Единственный вывод, милорд, который я делаю из всего сказанного, состоит в том, что энтузиазм - вещь могущественная и весьма распространённая, что материя эта заслуживает тонкого суждения, - нет ничего на свете, что труднее было бы узнать во всей полноте и отчётливости, поскольку даже атеизм не является исключением, коль скоро существовали, как замечают некоторые, зараженные энтузиазмом атеисты. Не легко и божественное вдохновение по внешним признакам отличить от энтузиазма.
Ибо вдохновение есть действительное ощущение божественного присутствия, а энтузиазм – ложное.
Но страсть, которую пробуждает то и другое, - весьма схожа. Ибо когда ум поглощён видением и взор свой обращает или на действительный предмет, или же на простой призрак божества, когда видит некое знамение или думает, что видит, и видит нечто такое, что выше человека, - тогда весь ужас его, восторг, смятение, страх, изумление и любая другая страсть безраздельно предаются этому предмету и проявляются во всей своей силе, - ему видится нечто обширное, имманентное или, как говорят художники, такое, что за жизнью. И это и служит основанием для названия «фанатизм», как это слово употреблялось древними в его первоначальном значении - в смысле некоего явления, восхищающего ум.
Наступает некое умопомрачение и беснование, когда воспринятые умом идеи или образы слишком велики для того, чтобы тесный человеческий сосуд мог удерживать их.

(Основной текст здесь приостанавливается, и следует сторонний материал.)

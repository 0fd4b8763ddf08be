// Вспомогательные модули

pub mod b64;
pub mod logging;
pub mod serialization;
pub mod time;
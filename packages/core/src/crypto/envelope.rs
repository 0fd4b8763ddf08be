//! Envelope codec for message-level encryption.
//!
//! Wire layout (no header, lengths fixed by the algorithm choice):
//!
//! ```text
//! ┌──────────────────────────────┬─────────────┬──────────────────────────┐
//! │ ephemeral public key         │ nonce       │ ciphertext ‖ tag         │
//! │ SPKI DER, P-256 (91 bytes)   │ (12 bytes)  │ (len(plaintext) + 16)    │
//! └──────────────────────────────┴─────────────┴──────────────────────────┘
//! ```
//!
//! Every message uses a fresh ephemeral P-256 key; the AES-256-GCM key is
//! derived with HKDF-SHA256 from the ECDH shared secret (salt = the ephemeral
//! SPKI bytes). Compromise of one ephemeral key exposes only that message.

use crate::crypto::algorithm::AlgorithmId;
use crate::crypto::KeyPair;
use crate::error::{CryptoError, Result};
use crate::utils::b64;
use aes_gcm::{
    aead::{Aead, KeyInit},
    Aes256Gcm, Nonce,
};
use hkdf::Hkdf;
use p256::ecdh::EphemeralSecret;
use p256::pkcs8::{DecodePrivateKey, DecodePublicKey, EncodePrivateKey, EncodePublicKey};
use p256::{PublicKey, SecretKey};
use rand::rngs::OsRng;
use rand_core::RngCore;
use sha2::Sha256;
use zeroize::Zeroizing;

/// SPKI-encoded uncompressed P-256 point
pub const EPHEMERAL_PUBLIC_KEY_LEN: usize = 91;
pub const NONCE_LEN: usize = 12;
pub const TAG_LEN: usize = 16;
/// Smallest valid envelope (empty plaintext)
pub const MIN_ENVELOPE_LEN: usize = EPHEMERAL_PUBLIC_KEY_LEN + NONCE_LEN + TAG_LEN;

const HKDF_INFO: &[u8] = b"construct-envelope-v1/aes-256-gcm";
const ALGORITHM: AlgorithmId = AlgorithmId::Ecdh;

/// Borrowed view of the three envelope components.
#[derive(Debug, Clone, Copy, PartialEq, Eq)]
pub struct EnvelopeParts<'a> {
    pub ephemeral_public_key: &'a [u8],
    pub nonce: &'a [u8],
    pub ciphertext: &'a [u8],
}

impl<'a> EnvelopeParts<'a> {
    /// Splits a blob by the fixed component lengths.
    pub fn split(blob: &'a [u8]) -> Result<Self> {
        if blob.len() < MIN_ENVELOPE_LEN {
            return Err(CryptoError::decryption(ALGORITHM));
        }
        let (ephemeral_public_key, rest) = blob.split_at(EPHEMERAL_PUBLIC_KEY_LEN);
        let (nonce, ciphertext) = rest.split_at(NONCE_LEN);
        Ok(Self {
            ephemeral_public_key,
            nonce,
            ciphertext,
        })
    }

    pub fn join(&self) -> Vec<u8> {
        let mut blob = Vec::with_capacity(
            self.ephemeral_public_key.len() + self.nonce.len() + self.ciphertext.len(),
        );
        blob.extend_from_slice(self.ephemeral_public_key);
        blob.extend_from_slice(self.nonce);
        blob.extend_from_slice(self.ciphertext);
        blob
    }
}

/// Generates a static P-256 key pair: SPKI DER public half, PKCS#8 DER private half.
pub fn generate_static_key_pair() -> Result<KeyPair> {
    let secret = SecretKey::random(&mut OsRng);
    let public_der = secret
        .public_key()
        .to_public_key_der()
        .map_err(|e| CryptoError::key_generation(ALGORITHM, e))?;
    let private_der = secret
        .to_pkcs8_der()
        .map_err(|e| CryptoError::key_generation(ALGORITHM, e))?;
    Ok(KeyPair::new(
        ALGORITHM,
        public_der.as_bytes().to_vec(),
        private_der.as_bytes().to_vec(),
    ))
}

/// Encrypts `plaintext` for the holder of the SPKI-encoded `recipient_public_key`.
pub fn seal(plaintext: &[u8], recipient_public_key: &[u8]) -> Result<Vec<u8>> {
    let recipient = PublicKey::from_public_key_der(recipient_public_key)
        .map_err(|_| CryptoError::encryption(ALGORITHM, "malformed recipient public key"))?;

    let ephemeral = EphemeralSecret::random(&mut OsRng);
    let ephemeral_public = ephemeral
        .public_key()
        .to_public_key_der()
        .map_err(|e| CryptoError::encryption(ALGORITHM, e))?;
    let shared = ephemeral.diffie_hellman(&recipient);

    let key = derive_key(shared.raw_secret_bytes().as_slice(), ephemeral_public.as_bytes())
        .ok_or_else(|| CryptoError::encryption(ALGORITHM, "key derivation failed"))?;

    let mut nonce = [0u8; NONCE_LEN];
    OsRng.fill_bytes(&mut nonce);

    let cipher = Aes256Gcm::new_from_slice(key.as_slice())
        .map_err(|e| CryptoError::encryption(ALGORITHM, e))?;
    let ciphertext = cipher
        .encrypt(Nonce::from_slice(&nonce), plaintext)
        .map_err(|e| CryptoError::encryption(ALGORITHM, e))?;

    Ok(EnvelopeParts {
        ephemeral_public_key: ephemeral_public.as_bytes(),
        nonce: &nonce,
        ciphertext: &ciphertext,
    }
    .join())
}

/// Decrypts an envelope with the recipient's PKCS#8 private key.
///
/// All failure modes (length, key parsing, tag mismatch) surface as the same
/// `DecryptionFailed`.
pub fn open(blob: &[u8], recipient_private_key: &[u8]) -> Result<Vec<u8>> {
    use tracing::debug;

    let parts = EnvelopeParts::split(blob)?;
    let opened = open_parts(&parts, recipient_private_key);
    if opened.is_none() {
        debug!(target: "crypto::envelope", "Envelope decryption failed");
    }
    opened.ok_or_else(|| CryptoError::decryption(ALGORITHM))
}

fn open_parts(parts: &EnvelopeParts<'_>, recipient_private_key: &[u8]) -> Option<Vec<u8>> {
    let ephemeral_public = PublicKey::from_public_key_der(parts.ephemeral_public_key).ok()?;
    let secret = SecretKey::from_pkcs8_der(recipient_private_key).ok()?;
    let shared =
        p256::ecdh::diffie_hellman(secret.to_nonzero_scalar(), ephemeral_public.as_affine());

    let key = derive_key(shared.raw_secret_bytes().as_slice(), parts.ephemeral_public_key)?;
    let cipher = Aes256Gcm::new_from_slice(key.as_slice()).ok()?;
    cipher
        .decrypt(Nonce::from_slice(parts.nonce), parts.ciphertext)
        .ok()
}

fn derive_key(shared_secret: &[u8], salt: &[u8]) -> Option<Zeroizing<[u8; 32]>> {
    let hkdf = Hkdf::<Sha256>::new(Some(salt), shared_secret);
    let mut okm = Zeroizing::new([0u8; 32]);
    hkdf.expand(HKDF_INFO, okm.as_mut_slice()).ok()?;
    Some(okm)
}

/// [`seal`] + base64 for string transports.
pub fn seal_to_string(plaintext: &[u8], recipient_public_key: &[u8]) -> Result<String> {
    seal(plaintext, recipient_public_key).map(|blob| b64::encode(&blob))
}

/// base64 + [`open`].
pub fn open_from_str(envelope: &str, recipient_private_key: &[u8]) -> Result<Vec<u8>> {
    let blob = b64::decode(envelope).map_err(|_| CryptoError::decryption(ALGORITHM))?;
    open(&blob, recipient_private_key)
}

#[cfg(test)]
mod tests {
    use super::*;
    use crate::error::ErrorKind;

    #[test]
    fn test_envelope_layout() {
        let recipient = generate_static_key_pair().unwrap();
        assert_eq!(recipient.public_key().len(), EPHEMERAL_PUBLIC_KEY_LEN);

        let plaintext = b"hello over the relay";
        let blob = seal(plaintext, recipient.public_key()).unwrap();
        assert_eq!(blob.len(), EPHEMERAL_PUBLIC_KEY_LEN + NONCE_LEN + plaintext.len() + TAG_LEN);

        let parts = EnvelopeParts::split(&blob).unwrap();
        // Встроенный ephemeral ключ разбирается как обычный SPKI
        assert!(PublicKey::from_public_key_der(parts.ephemeral_public_key).is_ok());
        assert_eq!(parts.join(), blob);

        assert_eq!(open(&blob, recipient.private_key()).unwrap(), plaintext);
    }

    #[test]
    fn test_fresh_ephemeral_key_per_message() {
        let recipient = generate_static_key_pair().unwrap();
        let first = seal(b"same", recipient.public_key()).unwrap();
        let second = seal(b"same", recipient.public_key()).unwrap();
        assert_ne!(
            &first[..EPHEMERAL_PUBLIC_KEY_LEN],
            &second[..EPHEMERAL_PUBLIC_KEY_LEN]
        );
        assert_ne!(first, second);
    }

    #[test]
    fn test_tampering_and_truncation_fail_uniformly() {
        let recipient = generate_static_key_pair().unwrap();
        let mut blob = seal(b"payload", recipient.public_key()).unwrap();

        let truncated = &blob[..MIN_ENVELOPE_LEN - 1];
        let err = open(truncated, recipient.private_key()).unwrap_err();
        assert_eq!(err.kind(), ErrorKind::DecryptionFailed);

        let last = blob.len() - 1;
        blob[last] ^= 0x01;
        let tampered = open(&blob, recipient.private_key()).unwrap_err();
        assert_eq!(tampered, err);
    }

    #[test]
    fn test_wrong_recipient_cannot_open() {
        let alice = generate_static_key_pair().unwrap();
        let mallory = generate_static_key_pair().unwrap();
        let blob = seal(b"for alice", alice.public_key()).unwrap();
        assert!(open(&blob, mallory.private_key()).is_err());
    }

    #[test]
    fn test_string_transport() {
        let recipient = generate_static_key_pair().unwrap();
        let encoded = seal_to_string(b"text message", recipient.public_key()).unwrap();
        assert_eq!(open_from_str(&encoded, recipient.private_key()).unwrap(), b"text message");
        assert!(open_from_str("not base64 !!", recipient.private_key()).is_err());
    }

    #[test]
    fn test_malformed_recipient_key_is_encryption_error() {
        let err = seal(b"x", &[0u8; 91]).unwrap_err();
        assert_eq!(err.kind(), ErrorKind::EncryptionFailed);
    }
}
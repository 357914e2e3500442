//! # CinderDB Configuration Constants
//!
//! This module centralizes the engine core's configuration constants,
//! grouping interdependent values together and documenting their
//! relationships.
//!
//! ## Dependency Graph
//!
//! ```text
//! EPOCH_BITS (28)
//!       │
//!       ├─> EPOCH_INT_OVERFLOW (derived: 1 << EPOCH_BITS)
//!       │     First epoch value that no longer fits the TID word.
//!       │
//!       └─> EPOCH_INT_HALF (derived: 1 << (EPOCH_BITS - 1))
//!             Wrap-around comparison window. Two epochs further apart
//!             than this are incomparable (programmer error).
//!
//! WORKERS_PER_NODE (256)
//!       │
//!       └─> Worker id layout: node = id >> 8, ordinal = id & 0xFF.
//!           MAX_NUMA_NODES * WORKERS_PER_NODE must fit the 16-bit
//!           thread-id field of the TID word.
//!
//! LOG_BUFFER_CAPACITY (1 MB)
//!       │
//!       └─> Must hold every log record of a single commit. The largest
//!           array-overwrite record is align8(24 + u16::MAX), so even a
//!           write set of inline-capacity size fits with a wide margin.
//! ```
//!
//! ## Timing Constants
//!
//! `EPOCH_TICK` is the nominal serialization granularity: committed work
//! becomes orderable across workers once per tick. `WORKER_TICK` only
//! bounds how late a worker notices a shutdown request; task hand-off is
//! signalled explicitly and never waits for the tick.

use std::time::Duration;

// ============================================================================
// EPOCH CONFIGURATION
// The epoch counter shares a 64-bit word with ordinal/thread/status bits,
// so its width is fixed by the TID layout
// ============================================================================

/// Width of the epoch field inside the TID word.
pub const EPOCH_BITS: u32 = 28;

/// First integer that does not fit the epoch field. Epoch values are always
/// strictly below this.
pub const EPOCH_INT_OVERFLOW: u32 = 1 << EPOCH_BITS;

/// Half of the epoch range. Wrap-aware comparison is defined only for
/// epochs closer than this.
pub const EPOCH_INT_HALF: u32 = 1 << (EPOCH_BITS - 1);

/// Interval at which the background ticker advances the global epoch.
pub const EPOCH_TICK: Duration = Duration::from_millis(20);

const _: () = assert!(EPOCH_BITS < 32, "epoch must leave room in a u32");

// ============================================================================
// WORKER CONFIGURATION
// ============================================================================

/// Workers per NUMA node. The worker id is `node << 8 | ordinal`, so this
/// is fixed by the id layout.
pub const WORKERS_PER_NODE: u16 = 256;

/// Maximum NUMA nodes addressable by the worker id layout.
pub const MAX_NUMA_NODES: u16 = 256;

/// Periodic tick of the worker wait/wake primitive. Workers re-check the
/// stop flag at least this often even if no wakeup arrives.
pub const WORKER_TICK: Duration = Duration::from_millis(100);

const _: () = assert!(
    (MAX_NUMA_NODES as u32) * (WORKERS_PER_NODE as u32) <= 1 << 16,
    "worker id layout must fit the 16-bit thread-id field of the TID word"
);

// ============================================================================
// TRANSACTION CONTEXT SIZING
// Inline capacities for the per-transaction access sets. Most OLTP
// transactions touch a handful of records; larger sets spill to the heap
// ============================================================================

/// Inline capacity of the read set.
pub const READ_SET_INLINE: usize = 16;

/// Inline capacity of the write set.
pub const WRITE_SET_INLINE: usize = 16;

// ============================================================================
// LOG BUFFER CONFIGURATION
// ============================================================================

/// Default capacity of each worker's private log buffer in bytes.
pub const LOG_BUFFER_CAPACITY: usize = 1024 * 1024;

/// Alignment unit of every log record. Records are padded to this so a
/// filler record can always follow.
pub const LOG_ALIGNMENT: usize = 8;

const _: () = assert!(LOG_ALIGNMENT.is_power_of_two());

const _: () = assert!(
    LOG_BUFFER_CAPACITY % LOG_ALIGNMENT == 0,
    "log buffer capacity must preserve record alignment"
);
//! # CinderDB Configuration Module
//!
//! This module centralizes all configuration constants for the engine core.
//! Constants are grouped by their functional area and interdependencies are
//! documented and enforced through compile-time assertions.
//!
//! ## Why Centralization?
//!
//! Several values here depend on each other: the worker identifier layout
//! caps the worker count, the TID bit budget caps the epoch range, and the
//! log buffer capacity must cover the largest record a commit can emit. By
//! co-locating these constants and adding compile-time checks, a change that
//! would silently break a dependent value fails the build instead.
//!
//! ## Module Organization
//!
//! - [`constants`]: All numeric configuration values with dependency documentation

pub mod constants;
pub use constants::*;
//! # Record Storage
//!
//! In-memory record storage shared by all workers. A record is opaque
//! payload bytes preceded by an embedded TID word called the *owner*; the
//! owner word is the record's only synchronization point. This module
//! provides the record itself plus the flat-array storage variant, the
//! simplest indexed layout: a fixed-size array of fixed-size records
//! addressed by offset.
//!
//! Page-organized variants (trees, hash layouts) build on the same record
//! discipline but are out of scope here.

use std::sync::Arc;

use eyre::{ensure, Result};
use hashbrown::HashMap;
use parking_lot::RwLock;

pub mod array;
pub mod record;

pub use array::ArrayStorage;
pub use record::Record;

/// Identifies a storage instance engine-wide. Stamped into every log record
/// so replay can route records back to their storage.
pub type StorageId = u32;

/// Engine-scoped table of storages, addressed by [`StorageId`].
///
/// Tasks resolve ids through this table instead of holding storage pointers
/// of their own; the transaction context pins what it touches, so dropping
/// a storage here never pulls records out from under an active transaction.
pub struct StorageRegistry {
    storages: RwLock<HashMap<StorageId, Arc<ArrayStorage>>>,
}

impl StorageRegistry {
    pub fn new() -> Self {
        Self {
            storages: RwLock::new(HashMap::new()),
        }
    }

    pub fn create_array(
        &self,
        id: StorageId,
        array_size: u64,
        payload_size: u16,
    ) -> Result<Arc<ArrayStorage>> {
        let mut storages = self.storages.write();
        ensure!(!storages.contains_key(&id), "storage id {} already exists", id);
        let storage = Arc::new(ArrayStorage::new(id, array_size, payload_size)?);
        storages.insert(id, Arc::clone(&storage));
        Ok(storage)
    }

    pub fn array(&self, id: StorageId) -> Option<Arc<ArrayStorage>> {
        self.storages.read().get(&id).cloned()
    }

    pub fn drop_storage(&self, id: StorageId) -> Result<()> {
        ensure!(
            self.storages.write().remove(&id).is_some(),
            "storage id {} does not exist",
            id
        );
        Ok(())
    }

    pub fn len(&self) -> usize {
        self.storages.read().len()
    }

    pub fn is_empty(&self) -> bool {
        self.storages.read().is_empty()
    }
}

impl Default for StorageRegistry {
    fn default() -> Self {
        Self::new()
    }
}

#[cfg(test)]
mod tests {
    use super::*;

    #[test]
    fn registry_create_lookup_drop() {
        let registry = StorageRegistry::new();
        assert!(registry.is_empty());

        let storage = registry.create_array(1, 8, 16).unwrap();
        assert_eq!(storage.id(), 1);
        assert_eq!(registry.len(), 1);
        assert!(Arc::ptr_eq(&registry.array(1).unwrap(), &storage));
        assert!(registry.array(2).is_none());

        assert!(registry.create_array(1, 8, 16).is_err());
        registry.drop_storage(1).unwrap();
        assert!(registry.drop_storage(1).is_err());
        assert!(registry.is_empty());
    }
}
//! # Transaction Access Sets
//!
//! The per-transaction context: the read set (record pointer + observed TID
//! snapshot per read) and the write set (record pointer + pre-write snapshot
//! + pending log record per write). Both sets are strictly thread-local;
//! they only ever touch shared state through the records they point at.
//!
//! ## Record Pointers and Lifetime
//!
//! Access entries hold raw record pointers, the same shape the commit
//! protocol consumes. Safety rests on one lifecycle rule: a record pointed
//! at by an active transaction must stay alive until that transaction
//! commits or aborts. The context enforces it by pinning an `Arc` to every
//! storage it touches for the duration of the transaction, so even a
//! storage dropped from the engine registry mid-transaction stays whole.
//!
//! ## Ordinal Bookkeeping
//!
//! The context remembers the epoch and ordinal of its last commit. The
//! commit protocol seeds the next TID from `(epoch, last_ordinal + 1)` when
//! the epoch is unchanged and restarts the ordinal on a fresh epoch.

use std::ptr::NonNull;
use std::sync::Arc;

use eyre::{ensure, Result};
use smallvec::SmallVec;

use crate::config::{READ_SET_INLINE, WRITE_SET_INLINE};
use crate::epoch::Epoch;
use crate::log::types::OverwriteLog;
use crate::storage::{ArrayStorage, Record};
use crate::txn::tid::TidWord;
use crate::txn::IsolationLevel;

/// One observed read: which record, and the owner word it was consistent
/// with.
pub struct ReadAccess {
    record: NonNull<Record>,
    observed: TidWord,
}

impl ReadAccess {
    pub fn record(&self) -> &Record {
        // SAFETY: the context pins the owning storage until the transaction
        // finishes, so the record outlives this access entry.
        unsafe { self.record.as_ref() }
    }

    #[inline]
    pub fn observed(&self) -> TidWord {
        self.observed
    }

    #[inline]
    pub(crate) fn record_addr(&self) -> usize {
        self.record.as_ptr() as usize
    }
}

/// One pending mutation: which record, the owner word observed when the
/// write was staged, and the log record to apply at commit.
pub struct WriteAccess {
    record: NonNull<Record>,
    observed: TidWord,
    log: OverwriteLog,
}

impl WriteAccess {
    pub fn record(&self) -> &Record {
        // SAFETY: same pinning rule as ReadAccess.
        unsafe { self.record.as_ref() }
    }

    #[inline]
    pub fn observed(&self) -> TidWord {
        self.observed
    }

    pub fn log(&self) -> &OverwriteLog {
        &self.log
    }

    pub(crate) fn log_mut(&mut self) -> &mut OverwriteLog {
        &mut self.log
    }

    /// Replaces the staging-time snapshot with the owner observed under the
    /// key lock, so commit-TID generation dominates the actual dependency.
    pub(crate) fn refresh_observed(&mut self, observed: TidWord) {
        debug_assert!(!observed.is_keylocked());
        self.observed = observed;
    }

    #[inline]
    pub(crate) fn record_addr(&self) -> usize {
        self.record.as_ptr() as usize
    }
}

/// Per-worker transaction context. One lives on each worker thread and is
/// reused across transactions; it never leaves its thread.
pub struct TxnContext {
    thread_id: u16,
    isolation: IsolationLevel,
    active: bool,
    last_epoch: Epoch,
    last_ordinal: u16,
    read_set: SmallVec<[ReadAccess; READ_SET_INLINE]>,
    write_set: SmallVec<[WriteAccess; WRITE_SET_INLINE]>,
    pinned: SmallVec<[Arc<ArrayStorage>; 2]>,
}

impl TxnContext {
    pub fn new(thread_id: u16) -> Self {
        Self {
            thread_id,
            isolation: IsolationLevel::default(),
            active: false,
            last_epoch: Epoch::INVALID,
            last_ordinal: 0,
            read_set: SmallVec::new(),
            write_set: SmallVec::new(),
            pinned: SmallVec::new(),
        }
    }

    #[inline]
    pub fn thread_id(&self) -> u16 {
        self.thread_id
    }

    #[inline]
    pub fn isolation(&self) -> IsolationLevel {
        self.isolation
    }

    #[inline]
    pub fn is_active(&self) -> bool {
        self.active
    }

    pub fn read_set(&self) -> &[ReadAccess] {
        &self.read_set
    }

    pub fn write_set(&self) -> &[WriteAccess] {
        &self.write_set
    }

    pub(crate) fn activate(&mut self, isolation: IsolationLevel) -> Result<()> {
        ensure!(!self.active, "a transaction is already running on this context");
        debug_assert!(self.read_set.is_empty() && self.write_set.is_empty());
        self.isolation = isolation;
        self.active = true;
        Ok(())
    }

    pub(crate) fn deactivate(&mut self) {
        self.active = false;
        self.read_set.clear();
        self.write_set.clear();
        self.pinned.clear();
    }

    /// Records an observed read. At [`IsolationLevel::DirtyRead`] the
    /// observation is dropped, which exempts it from commit verification.
    pub fn add_to_read_set(
        &mut self,
        storage: &Arc<ArrayStorage>,
        record: &Record,
        observed: TidWord,
    ) {
        debug_assert!(self.active);
        if !self.isolation.records_reads() {
            return;
        }
        self.pin_storage(storage);
        self.read_set.push(ReadAccess {
            record: NonNull::from(record),
            observed,
        });
    }

    /// Stages an overwrite. `observed` is the pre-write owner snapshot; the
    /// commit TID is generated strictly after it.
    pub fn add_to_write_set(
        &mut self,
        storage: &Arc<ArrayStorage>,
        record: &Record,
        observed: TidWord,
        log: OverwriteLog,
    ) {
        debug_assert!(self.active);
        self.pin_storage(storage);
        self.write_set.push(WriteAccess {
            record: NonNull::from(record),
            observed,
            log,
        });
    }

    /// Orders the write set by record address: the system-wide canonical
    /// lock order. The sort is stable so multiple writes to one record keep
    /// their submission order.
    pub(crate) fn sort_write_set(&mut self) {
        self.write_set.sort_by_key(WriteAccess::record_addr);
    }

    pub(crate) fn write_set_mut(&mut self) -> &mut [WriteAccess] {
        &mut self.write_set
    }

    /// The ordinal the next commit TID would start from in `epoch`, or
    /// `None` when this context has exhausted the 64k ordinals an epoch
    /// offers (the committer then closes the epoch itself).
    pub(crate) fn next_ordinal(&self, epoch: Epoch) -> Option<u16> {
        if self.last_epoch == epoch {
            self.last_ordinal.checked_add(1)
        } else {
            Some(1)
        }
    }

    pub(crate) fn record_commit(&mut self, epoch: Epoch, ordinal: u16) {
        self.last_epoch = epoch;
        self.last_ordinal = ordinal;
    }

    fn pin_storage(&mut self, storage: &Arc<ArrayStorage>) {
        if !self.pinned.iter().any(|p| Arc::ptr_eq(p, storage)) {
            self.pinned.push(Arc::clone(storage));
        }
    }
}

Так что подобное вдохновение справедливо называть божественным энтузиазмом, - ибо само слово означает близкое присутствие бога и применил его философ, которого самые ранние отцы христианской церкви называли божественным, - он назвал этим словом всё возвышенное, что только может быть в человеческих страстях.
Таким духом наделил он героев, государственных мужей, поэтов, ораторов, музыкантов и даже самих философов. И мы сами не можем не относить к благородному энтузиазму всё великое, что совершается кем-либо из них. Так что почти все из нас знают в чём-то это начало энтузиазма. Но вот в чём состоит великий труд - и единственное средство, с помощью которого мы можем надеяться избежать иллюзии и обмана: знать этот дух энтузиазма должным образом и различать его многообразные виды - как в нас самих, так и в других. Ибо, чтобы судить, Богом ли внушён дух, нам нужно прежде рассудить о своём духе - внушён ли он разумностью и здравым чувством, достаточно ли он беспристрастен, хладнокровен и невозмутим, чтобы вообще быть пригодным для такого суда, свободен ли от предвзятости и предубеждений, от всяких кружащих голову испарений и меланхолического тумана. О том нам нужно знать заранее и о том прежде всего судить, - познать самих себя и дух, каким мы полнимся. После этого мы, быть может, будем судить дух других, постигать их личные достоинства, поверять весомость их свидетельств крепостью их головы. И таким образом мы, возможно, снарядим себя неким противоядием от энтузиазма. А этого лучше всего достигнуть, - так посмел я утверждать, - держась благого расположения духа. Ибо иначе само средство это обернётся болезнью».
Антони Шефтсбери, Письмо об энтузиазме милорду / Эстетические опыты, М., «Искусство», 1975 г., с. 267-270.